Triple-layer Cheesecake

Triple-layer Cheesecake from the Recidemia collection

vegetarian
Prep15 min
Cook35 min
Total50 min
Servings4
Difficultyintermediate

Method

1
Preheat oven to 325°F. Line a 9-inch springform pan with parchment paper or lightly grease the bottom and sides.
2
Melt the butterscotch chips, semi-sweet chocolate chips, and white chips separately in microwave-safe bowls at HIGH (100%) for 1 minute, stirring after each minute. If necessary, microwave in 15-second intervals until completely melted and smooth. Set aside to cool slightly.
3
Beat the softened cream cheese and sugar together in a large bowl with an electric mixer on medium speed until smooth and creamy, about 2-3 minutes.
4
Add the eggs one at a time to the cream cheese mixture, beating on low speed after each addition until just combined. Do not overmix.
5
Stir together the sour cream, all-purpose flour, vanilla extract, and salt in a small bowl until smooth.
6
Fold the sour cream mixture into the cream cheese batter using a spatula until just combined.
7
Divide the batter evenly into three bowls. Fold the melted butterscotch chips into the first bowl, the melted semi-sweet chocolate chips into the second bowl, and the melted white chips into the third bowl, stirring gently until each layer is evenly colored.
8
Pour the butterscotch layer into the prepared springform pan, spreading it evenly.
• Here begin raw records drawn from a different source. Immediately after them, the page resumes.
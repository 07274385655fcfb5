//! Log level selection

use serde::{Deserialize, Serialize};
use std::fmt;
use std::str::FromStr;
use tracing_subscriber::filter::LevelFilter;

/// Log level
#[derive(Debug, Clone, Copy, PartialEq, Eq, PartialOrd, Ord, Hash, Default, Serialize, Deserialize)]
#[serde(rename_all = "lowercase")]
pub enum LogLevel {
    Trace = 0,
    Debug = 1,
    #[default]
    Info = 2,
    Warn = 3,
    Error = 4,
    Off = 5,
}

impl LogLevel {
    /// Convert to a tracing level filter
    pub fn to_filter(self) -> LevelFilter {
        match self {
            LogLevel::Trace => LevelFilter::TRACE,
            LogLevel::Debug => LevelFilter::DEBUG,
            LogLevel::Info => LevelFilter::INFO,
            LogLevel::Warn => LevelFilter::WARN,
            LogLevel::Error => LevelFilter::ERROR,
            LogLevel::Off => LevelFilter::OFF,
        }
    }

    /// `EnvFilter` directive for this level
    pub fn directive(self) -> &'static str {
        match self {
            LogLevel::Trace => "trace",
            LogLevel::Debug => "debug",
            LogLevel::Info => "info",
            LogLevel::Warn => "warn",
            LogLevel::Error => "error",
            LogLevel::Off => "off",
        }
    }
}

impl fmt::Display for LogLevel {
    fn fmt(&self, f: &mut fmt::Formatter<'_>) -> fmt::Result {
        match self {
            LogLevel::Trace => write!(f, "TRACE"),
            LogLevel::Debug => write!(f, "DEBUG"),
            LogLevel::Info => write!(f, "INFO"),
            LogLevel::Warn => write!(f, "WARN"),
            LogLevel::Error => write!(f, "ERROR"),
            LogLevel::Off => write!(f, "OFF"),
        }
    }
}

/// Error returned when a log level name is not recognized
#[derive(Debug, Clone, PartialEq, Eq)]
pub struct ParseLogLevelError(String);

impl fmt::Display for ParseLogLevelError {
    fn fmt(&self, f: &mut fmt::Formatter<'_>) -> fmt::Result {
        write!(
            f,
            "unknown log level '{}' (expected trace, debug, info, warn, error or off)",
            self.0
        )
    }
}

impl std::error::Error for ParseLogLevelError {}

impl FromStr for LogLevel {
    type Err = ParseLogLevelError;

    fn from_str(s: &str) -> Result<Self, Self::Err> {
        match s.trim().to_ascii_lowercase().as_str() {
            "trace" => Ok(LogLevel::Trace),
            "debug" => Ok(LogLevel::Debug),
            "info" => Ok(LogLevel::Info),
            "warn" | "warning" => Ok(LogLevel::Warn),
            "error" => Ok(LogLevel::Error),
            "off" | "none" => Ok(LogLevel::Off),
            _ => Err(ParseLogLevelError(s.to_string())),
        }
    }
}

#[cfg(test)]
mod tests {
    #![allow(non_snake_case)]

    use super::*;
    use test_case::test_case;

    #[test_case("trace", LogLevel::Trace)]
    #[test_case("DEBUG", LogLevel::Debug)]
    #[test_case(" info ", LogLevel::Info)]
    #[test_case("warning", LogLevel::Warn)]
    #[test_case("Error", LogLevel::Error)]
    #[test_case("off", LogLevel::Off)]
    fn LogLevel___from_str___accepts_names(input: &str, expected: LogLevel) {
        assert_eq!(input.parse::<LogLevel>().unwrap(), expected);
    }

    #[test]
    fn LogLevel___from_str___unknown_name___error_lists_choices() {
        let err = "loud".parse::<LogLevel>().unwrap_err();

        assert!(err.to_string().contains("loud"));
        assert!(err.to_string().contains("trace"));
    }

    #[test]
    fn LogLevel___display_round_trips_through_from_str() {
        for level in [
            LogLevel::Trace,
            LogLevel::Debug,
            LogLevel::Info,
            LogLevel::Warn,
            LogLevel::Error,
            LogLevel::Off,
        ] {
            assert_eq!(level.to_string().parse::<LogLevel>().unwrap(), level);
        }
    }

    #[test]
    fn LogLevel___to_filter___ordered_like_levels() {
        assert_eq!(LogLevel::Warn.to_filter(), LevelFilter::WARN);
        assert_eq!(LogLevel::Off.to_filter(), LevelFilter::OFF);
        assert!(LogLevel::Debug < LogLevel::Error);
    }

    #[test]
    fn LogLevel___default___info() {
        assert_eq!(LogLevel::default(), LogLevel::Info);
    }
}
//! Bridge from document schemas to the code generation model

use contractbridge_codegen::{TypeSchema, parse_type_schema};
use contractbridge_core::{ContractError, ContractResult, SchemaNode};

/// Convert one registry schema into the code generation model
///
/// The node goes through its JSON text form, the same representation the
/// document carries on the wire, so both sides read identical input.
pub fn to_codegen_schema(name: &str, node: &SchemaNode) -> ContractResult<TypeSchema> {
    let text = serde_json::to_string(&node.to_value())?;
    let value: serde_json::Value = serde_json::from_str(&text)?;

    parse_type_schema(name, &value).map_err(|e| ContractError::Generation {
        name: name.to_string(),
        reason: e.to_string(),
    })
}

#[cfg(test)]
#[path = "adapter/adapter_tests.rs"]
mod adapter_tests;
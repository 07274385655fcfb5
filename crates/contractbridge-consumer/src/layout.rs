//! Per-language layout of generated source files
//!
//! The code generation library returns one compilation unit per type. A
//! [`SourceLayout`] knows how to cut the type declaration out of such a unit
//! and how to wrap many declarations into one file per namespace.

use contractbridge_codegen::{GeneratorOptions, Language};
use contractbridge_core::{TOOL_NAME, TOOL_VERSION};
use std::fmt::Write as _;

const INDENT: &str = "    ";

/// Line prefixes that belong to a declaration without opening it
const CSHARP_PREAMBLE: &[&str] = &["///", "["];
const KOTLIN_PREAMBLE: &[&str] = &["/**", "*", "@"];

const CSHARP_TYPE_KEYWORDS: &[&str] = &["class", "record", "enum", "struct", "interface"];
const KOTLIN_TYPE_OPENERS: &[&str] = &[
    "class ",
    "data class ",
    "enum class ",
    "sealed class ",
    "object ",
    "interface ",
    "typealias ",
];

/// File layout for one target language
#[derive(Debug, Clone, Copy, PartialEq, Eq)]
pub struct SourceLayout {
    language: Language,
}

impl SourceLayout {
    pub fn new(language: Language) -> Self {
        Self { language }
    }

    pub fn language(&self) -> Language {
        self.language
    }

    /// `{namespace}.generated.{ext}`
    pub fn file_name(&self, namespace: &str) -> String {
        format!(
            "{}.generated.{}",
            namespace,
            self.language.generator().extension()
        )
    }

    /// Auto-generated marker, plus `#nullable enable` for C# when enabled
    pub fn header(&self, options: &GeneratorOptions) -> String {
        let mut out = String::new();
        match self.language {
            Language::CSharp => {
                out.push_str("//----------------------\n");
                out.push_str("// <auto-generated>\n");
                let _ = writeln!(out, "//     Generated by {TOOL_NAME} {TOOL_VERSION}");
                out.push_str("// </auto-generated>\n");
                out.push_str("//----------------------\n\n");
                if options.generate_nullable_reference_types {
                    out.push_str("#nullable enable\n\n");
                }
            }
            Language::Kotlin => {
                out.push_str("// <auto-generated>\n");
                let _ = writeln!(out, "//     Generated by {TOOL_NAME} {TOOL_VERSION}. Do not edit.");
                out.push_str("// </auto-generated>\n\n");
            }
        }
        out
    }

    /// Import lines for library symbols and for whole namespaces
    ///
    /// Lines are deduplicated in first-occurrence order.
    pub fn imports(&self, symbols: &[&str], namespaces: &[String]) -> String {
        let mut lines: Vec<String> = Vec::new();
        let rendered = symbols
            .iter()
            .map(|symbol| self.import_symbol(symbol))
            .chain(namespaces.iter().map(|ns| self.import_namespace(ns)));
        for line in rendered {
            if !lines.contains(&line) {
                lines.push(line);
            }
        }

        let mut out = String::new();
        for line in lines {
            out.push_str(&line);
            out.push('\n');
        }
        out
    }

    fn import_symbol(&self, symbol: &str) -> String {
        match self.language {
            Language::CSharp => format!("using {symbol};"),
            Language::Kotlin => format!("import {symbol}"),
        }
    }

    fn import_namespace(&self, namespace: &str) -> String {
        match self.language {
            Language::CSharp => format!("using {namespace};"),
            Language::Kotlin => format!("import {namespace}.*"),
        }
    }

    pub fn open_namespace(&self, namespace: &str) -> String {
        match self.language {
            Language::CSharp => format!("namespace {namespace}\n{{\n"),
            Language::Kotlin => format!("package {namespace}\n\n"),
        }
    }

    pub fn close_namespace(&self) -> &'static str {
        match self.language {
            Language::CSharp => "}\n",
            Language::Kotlin => "",
        }
    }

    /// An empty type named `name`, used when extraction finds nothing
    pub fn placeholder(&self, name: &str) -> String {
        match self.language {
            Language::CSharp => {
                format!("{INDENT}public partial class {name}\n{INDENT}{{\n{INDENT}}}\n")
            }
            Language::Kotlin => format!("class {name}\n"),
        }
    }

    /// Cut the first type declaration out of a generated compilation unit
    ///
    /// The declaration starts at its doc comment or attributes and ends
    /// where its braces and parentheses balance. Returns `None` when the
    /// unit declares no type or the declaration never closes.
    pub fn extract_type_body(&self, unit: &str) -> Option<String> {
        let lines: Vec<&str> = unit.lines().collect();
        let opening = lines.iter().position(|line| self.opens_type(line))?;

        let preamble = match self.language {
            Language::CSharp => CSHARP_PREAMBLE,
            Language::Kotlin => KOTLIN_PREAMBLE,
        };
        let mut start = opening;
        while start > 0 {
            let previous = lines[start - 1].trim_start();
            if previous.is_empty() || !preamble.iter().any(|p| previous.starts_with(p)) {
                break;
            }
            start -= 1;
        }

        let end = if self.language == Language::Kotlin
            && lines[opening].trim_start().starts_with("typealias ")
        {
            opening
        } else {
            closing_line(&lines, opening)?
        };

        let mut body = lines[start..=end].join("\n");
        body.push('\n');
        Some(body)
    }

    fn opens_type(&self, line: &str) -> bool {
        let trimmed = line.trim_start();
        match self.language {
            Language::CSharp => {
                let mut words = trimmed.split_whitespace();
                let Some(first) = words.next() else {
                    return false;
                };
                if !matches!(first, "public" | "internal") {
                    return false;
                }
                words
                    .take_while(|w| !w.contains('(') && !w.contains('{'))
                    .any(|w| CSHARP_TYPE_KEYWORDS.contains(&w))
            }
            Language::Kotlin => KOTLIN_TYPE_OPENERS.iter().any(|k| trimmed.starts_with(k)),
        }
    }
}

/// Index of the line where the delimiters opened at `from` balance again
fn closing_line(lines: &[&str], from: usize) -> Option<usize> {
    let mut depth: i32 = 0;
    let mut opened = false;

    for (index, line) in lines.iter().enumerate().skip(from) {
        if is_comment(line) {
            continue;
        }
        let mut in_string = false;
        let mut escaped = false;
        for c in line.chars() {
            if in_string {
                match c {
                    _ if escaped => escaped = false,
                    '\\' => escaped = true,
                    '"' => in_string = false,
                    _ => {}
                }
                continue;
            }
            match c {
                '"' => in_string = true,
                '{' | '(' => {
                    depth += 1;
                    opened = true;
                }
                '}' | ')' => depth -= 1,
                _ => {}
            }
        }
        if opened && depth <= 0 {
            return Some(index);
        }
    }

    None
}

fn is_comment(line: &str) -> bool {
    let trimmed = line.trim_start();
    trimmed.starts_with("//") || trimmed.starts_with("/*") || trimmed.starts_with('*')
}
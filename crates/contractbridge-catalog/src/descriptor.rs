//! Type descriptors

use crate::type_ref::TypeRef;
use contractbridge_core::identity::join_identity;
use serde::{Deserialize, Serialize};

/// Stable index of a type within one catalog
#[derive(Debug, Clone, Copy, PartialEq, Eq, PartialOrd, Ord, Hash)]
pub struct TypeId(pub(crate) usize);

impl TypeId {
    pub fn index(self) -> usize {
        self.0
    }
}

/// Kind of a described type
#[derive(Debug, Clone, Copy, PartialEq, Eq, Hash, Serialize, Deserialize)]
#[serde(rename_all = "lowercase")]
pub enum TypeKind {
    Class,
    Struct,
    Abstract,
    Interface,
    Enum,
}

impl TypeKind {
    /// Whether instances of this kind can exist on the wire
    pub fn is_concrete(self) -> bool {
        matches!(self, TypeKind::Class | TypeKind::Struct)
    }

    /// Whether other types can derive from or implement this kind
    pub fn is_polymorphic(self) -> bool {
        matches!(self, TypeKind::Abstract | TypeKind::Interface)
    }
}

#[derive(Debug, Clone, Copy, PartialEq, Eq, Hash, Default, Serialize, Deserialize)]
#[serde(rename_all = "lowercase")]
pub enum Visibility {
    #[default]
    Public,
    Internal,
}

/// One field of a described type
#[derive(Debug, Clone, PartialEq, Serialize, Deserialize)]
pub struct FieldDescriptor {
    pub name: String,

    /// Name on the wire, when it differs from `name`
    #[serde(default, skip_serializing_if = "Option::is_none")]
    pub wire_name: Option<String>,

    #[serde(rename = "type")]
    pub ty: TypeRef,

    #[serde(default, skip_serializing_if = "Option::is_none")]
    pub docs: Option<String>,
}

impl FieldDescriptor {
    pub fn new(name: impl Into<String>, ty: TypeRef) -> Self {
        Self {
            name: name.into(),
            wire_name: None,
            ty,
            docs: None,
        }
    }

    pub fn wire_name(&self) -> &str {
        self.wire_name.as_deref().unwrap_or(&self.name)
    }

    /// Required unless the type is optional
    pub fn is_required(&self) -> bool {
        !self.ty.is_optional()
    }
}

/// Description of one type in a module
#[derive(Debug, Clone, PartialEq, Serialize, Deserialize)]
pub struct TypeDescriptor {
    pub name: String,

    #[serde(default)]
    pub namespace: String,

    pub kind: TypeKind,

    #[serde(default)]
    pub visibility: Visibility,

    /// Identity of the base type
    #[serde(default, skip_serializing_if = "Option::is_none")]
    pub base: Option<String>,

    /// Identities of implemented interfaces
    #[serde(default, skip_serializing_if = "Vec::is_empty")]
    pub interfaces: Vec<String>,

    #[serde(default, skip_serializing_if = "Vec::is_empty")]
    pub fields: Vec<FieldDescriptor>,

    /// Enum variant names, in wire form
    #[serde(default, skip_serializing_if = "Vec::is_empty")]
    pub variants: Vec<String>,

    #[serde(default, skip_serializing_if = "Option::is_none")]
    pub docs: Option<String>,
}

impl TypeDescriptor {
    pub fn new(namespace: impl Into<String>, name: impl Into<String>, kind: TypeKind) -> Self {
        Self {
            name: name.into(),
            namespace: namespace.into(),
            kind,
            visibility: Visibility::Public,
            base: None,
            interfaces: Vec::new(),
            fields: Vec::new(),
            variants: Vec::new(),
            docs: None,
        }
    }

    /// Fully-qualified identity
    pub fn identity(&self) -> String {
        join_identity(&self.namespace, &self.name)
    }

    pub fn is_public(&self) -> bool {
        self.visibility == Visibility::Public
    }

    #[must_use]
    pub fn with_base(mut self, base: impl Into<String>) -> Self {
        self.base = Some(base.into());
        self
    }

    #[must_use]
    pub fn with_interface(mut self, interface: impl Into<String>) -> Self {
        self.interfaces.push(interface.into());
        self
    }

    #[must_use]
    pub fn with_field(mut self, field: FieldDescriptor) -> Self {
        self.fields.push(field);
        self
    }

    #[must_use]
    pub fn with_variants<I, S>(mut self, variants: I) -> Self
    where
        I: IntoIterator<Item = S>,
        S: Into<String>,
    {
        self.variants.extend(variants.into_iter().map(Into::into));
        self
    }

    #[must_use]
    pub fn with_visibility(mut self, visibility: Visibility) -> Self {
        self.visibility = visibility;
        self
    }

    #[must_use]
    pub fn with_docs(mut self, docs: impl Into<String>) -> Self {
        self.docs = Some(docs.into());
        self
    }
}
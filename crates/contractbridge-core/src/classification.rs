//! Message classification

use crate::document::Action;
use crate::error::ContractError;
use serde::{Deserialize, Serialize};
use std::fmt;
use std::str::FromStr;

/// Classification attached to a discovered message type
///
/// Determines the direction of the generated operation: events are received,
/// commands are sent.
#[derive(Debug, Clone, Copy, PartialEq, Eq, Hash, Serialize, Deserialize)]
#[serde(rename_all = "lowercase")]
pub enum Classification {
    Event,
    Command,
}

impl Classification {
    /// The operation action for this classification
    pub fn action(self) -> Action {
        match self {
            Classification::Event => Action::Receive,
            Classification::Command => Action::Send,
        }
    }

    pub fn as_str(self) -> &'static str {
        match self {
            Classification::Event => "event",
            Classification::Command => "command",
        }
    }
}

impl fmt::Display for Classification {
    fn fmt(&self, f: &mut fmt::Formatter<'_>) -> fmt::Result {
        f.write_str(self.as_str())
    }
}

impl FromStr for Classification {
    type Err = ContractError;

    fn from_str(s: &str) -> Result<Self, Self::Err> {
        match s.trim().to_ascii_lowercase().as_str() {
            "event" => Ok(Classification::Event),
            "command" => Ok(Classification::Command),
            other => Err(ContractError::configuration(format!(
                "unknown classification '{}' (expected 'event' or 'command')",
                other
            ))),
        }
    }
}
//! Diagnostics reporting

use contractbridge_core::{Diagnostics, Severity};

/// Emit one tracing event per diagnostic; returns the number of warnings
///
/// Warnings go out at `WARN` and informational findings at `INFO`, each with
/// `code` and `subject` fields.
pub fn report_diagnostics(diagnostics: &Diagnostics) -> usize {
    let mut warnings = 0;
    for diagnostic in diagnostics.iter() {
        let code = diagnostic.code.as_str();
        let subject = diagnostic.subject.as_deref().unwrap_or("-");
        match diagnostic.severity {
            Severity::Warning => {
                warnings += 1;
                tracing::warn!(code, subject, "{}", diagnostic.message);
            }
            Severity::Info => {
                tracing::info!(code, subject, "{}", diagnostic.message);
            }
        }
    }
    warnings
}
Carefully pour the semi-sweet chocolate layer over the butterscotch layer, then top with the white chip layer, spreading each layer gently to cover.
9
Bake in the preheated 325°F oven for 50-55 minutes, until the center is just set but still slightly jiggly when gently shaken.
55 minutes
10
Remove the cheesecake from the oven and allow it to cool in the pan for 30 minutes at room temperature, then refrigerate for at least 4 hours or overnight before serving.